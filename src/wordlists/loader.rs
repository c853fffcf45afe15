//! Word list loading utilities
//!
//! Turns a one-word-per-line list into a [`Dictionary`]. Blank lines and lines starting
//! with `#` are ignored; entries that are not valid words are skipped and counted.

use super::{ALLOWED, ANSWERS};
use crate::core::{Dictionary, Word};
use rustc_hash::FxHashSet;
use std::fs;
use std::io;
use std::path::Path;

/// Load a dictionary from a file
///
/// Returns the dictionary and the number of skipped entries.
///
/// # Errors
///
/// Returns an I/O error if the file cannot be read or opened.
///
/// # Examples
/// ```no_run
/// use wordle_suggest::wordlists::loader::load_from_file;
///
/// let (dictionary, skipped) = load_from_file("data/answers.txt").unwrap();
/// println!("Loaded {} words ({skipped} skipped)", dictionary.len());
/// ```
pub fn load_from_file<P: AsRef<Path>>(path: P) -> io::Result<(Dictionary, usize)> {
    let content = fs::read_to_string(path)?;
    Ok(parse_word_list(&content))
}

/// Parse word list text, one word per line
#[must_use]
pub fn parse_word_list(content: &str) -> (Dictionary, usize) {
    Dictionary::from_entries(
        content
            .lines()
            .map(str::trim)
            .filter(|line| !line.is_empty() && !line.starts_with('#')),
    )
}

/// The dictionary compiled into the binary
///
/// Answer words come first, followed by the guess-only words.
///
/// # Examples
/// ```
/// use wordle_suggest::wordlists::{ALLOWED, ANSWERS, loader::embedded_dictionary};
///
/// let dictionary = embedded_dictionary();
/// assert_eq!(dictionary.len(), ANSWERS.len() + ALLOWED.len());
/// assert!(dictionary.get("soare").is_some());
/// ```
#[must_use]
pub fn embedded_dictionary() -> Dictionary {
    Dictionary::from_entries(ANSWERS.iter().chain(ALLOWED).copied()).0
}

/// The words of `dictionary` that are embedded answer words, in dictionary order
#[must_use]
pub fn embedded_answers(dictionary: &Dictionary) -> Vec<&Word> {
    let answers: FxHashSet<&str> = ANSWERS.iter().copied().collect();
    dictionary
        .iter()
        .filter(|word| answers.contains(word.text()))
        .collect()
}
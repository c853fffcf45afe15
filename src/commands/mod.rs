//! Command implementations

pub mod analyze;
pub mod benchmark;
pub mod simple;
pub mod solve;
pub mod suggest;

pub use analyze::{AnalysisResult, analyze_word};
pub use benchmark::{BenchmarkResult, GameOutcome, play_game, progress_bar, run_benchmark};
pub use simple::{run_simple, run_simple_with};
pub use solve::{GuessStep, SolveConfig, SolveResult, solve_word};
pub use suggest::{SuggestReport, TurnArg, parse_turn, replay_turns, suggest_next};
//! Turn-by-turn suggestion session

use super::entropy::{EntropyRanker, RankedSuggestion, RankerConfig};
use super::pool::CandidatePool;
use crate::core::{Dictionary, Error, FeedbackPattern, Result, Word};

/// One played guess and what it did to the pool
#[derive(Debug, Clone, PartialEq, Eq)]
pub struct Turn {
    pub guess: Word,
    pub pattern: FeedbackPattern,
    pub candidates_before: usize,
    pub candidates_after: usize,
}

/// The state of one game: the dictionary, the current pool and the turns so far
///
/// The pool is only ever replaced by a fully built successor, so a failed call leaves
/// the session exactly as it was.
pub struct Session<'d> {
    ranker: EntropyRanker<'d>,
    pool: CandidatePool<'d>,
    history: Vec<Turn>,
    previous_pools: Vec<CandidatePool<'d>>,
    strict: bool,
}

impl<'d> Session<'d> {
    /// Start a game over the whole dictionary
    ///
    /// # Parameters
    /// - `dictionary`: every word that may be guessed or be the answer
    /// - `config`: sampling and display settings for the ranker
    #[must_use]
    pub fn new(dictionary: &'d Dictionary, config: RankerConfig) -> Self {
        Self {
            ranker: EntropyRanker::new(dictionary, config),
            pool: CandidatePool::full(dictionary),
            history: Vec::new(),
            previous_pools: Vec::new(),
            strict: false,
        }
    }

    /// Reject guesses that are not in the dictionary
    #[must_use]
    pub const fn strict(mut self, strict: bool) -> Self {
        self.strict = strict;
        self
    }

    #[must_use]
    pub const fn dictionary(&self) -> &'d Dictionary {
        self.ranker.dictionary()
    }

    #[must_use]
    pub const fn ranker(&self) -> &EntropyRanker<'d> {
        &self.ranker
    }

    /// The words still consistent with every turn
    #[must_use]
    pub const fn pool(&self) -> &CandidatePool<'d> {
        &self.pool
    }

    #[must_use]
    pub fn history(&self) -> &[Turn] {
        &self.history
    }

    /// The pool each turn in [`Session::history`] was played against
    #[must_use]
    pub fn earlier_pools(&self) -> &[CandidatePool<'d>] {
        &self.previous_pools
    }

    /// Whether the last turn was all hits
    #[must_use]
    pub fn is_solved(&self) -> bool {
        self.history
            .last()
            .is_some_and(|turn| turn.pattern.is_solved())
    }

    /// Record a played guess and its feedback, shrinking the pool
    ///
    /// Returns the new pool size. An empty result is not an error here; the next call to
    /// [`Session::suggest`] reports it.
    ///
    /// # Errors
    /// `Error::UnknownWord` in strict mode when the guess is not in the dictionary.
    pub fn apply(&mut self, guess: Word, pattern: FeedbackPattern) -> Result<usize> {
        if self.strict && !self.dictionary().contains(&guess) {
            return Err(Error::UnknownWord(guess.text().to_owned()));
        }

        let next = self.pool.filter(&guess, pattern);
        let turn = Turn {
            guess,
            pattern,
            candidates_before: self.pool.len(),
            candidates_after: next.len(),
        };

        self.previous_pools
            .push(std::mem::replace(&mut self.pool, next));
        self.history.push(turn);
        Ok(self.pool.len())
    }

    /// Parse and record a turn given as raw text
    ///
    /// # Errors
    /// Validation errors from [`Word::new`] and [`FeedbackPattern::parse`], or those of
    /// [`Session::apply`].
    pub fn apply_text(&mut self, guess: &str, pattern: &str) -> Result<usize> {
        let guess = Word::new(guess)?;
        let pattern = FeedbackPattern::parse(pattern)?;
        self.apply(guess, pattern)
    }

    /// Take back the last turn, restoring the pool it replaced
    pub fn undo(&mut self) -> Option<Turn> {
        let turn = self.history.pop()?;
        if let Some(pool) = self.previous_pools.pop() {
            self.pool = pool;
        }
        Some(turn)
    }

    /// Start over with the full dictionary
    pub fn reset(&mut self) {
        self.pool = CandidatePool::full(self.dictionary());
        self.history.clear();
        self.previous_pools.clear();
    }

    /// The best next guesses for the current pool
    ///
    /// # Errors
    /// `Error::EmptyPool` when the feedback so far is contradictory, or
    /// `Error::InvalidSampleSize` for a zero sample size.
    pub fn suggest(&self) -> Result<Vec<RankedSuggestion<'d>>> {
        self.ranker.suggest(&self.pool)
    }

    /// Every sampled word ranked for the current pool
    ///
    /// # Errors
    /// Same as [`Session::suggest`].
    pub fn rank(&self) -> Result<Vec<RankedSuggestion<'d>>> {
        self.ranker.rank(&self.pool)
    }
}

--------------------------------

(TASK BRIEF)
Could you copy each line from the listing that has the word "history" in it?

(WRITTEN REPLY)
    history: Vec<Turn>,
            history: Vec::new(),
    pub fn history(&self) -> &[Turn] {
        &self.history
    /// The pool each turn in [`Session::history`] was played against
        self.history
        self.history.push(turn);
        let turn = self.history.pop()?;
        self.history.clear();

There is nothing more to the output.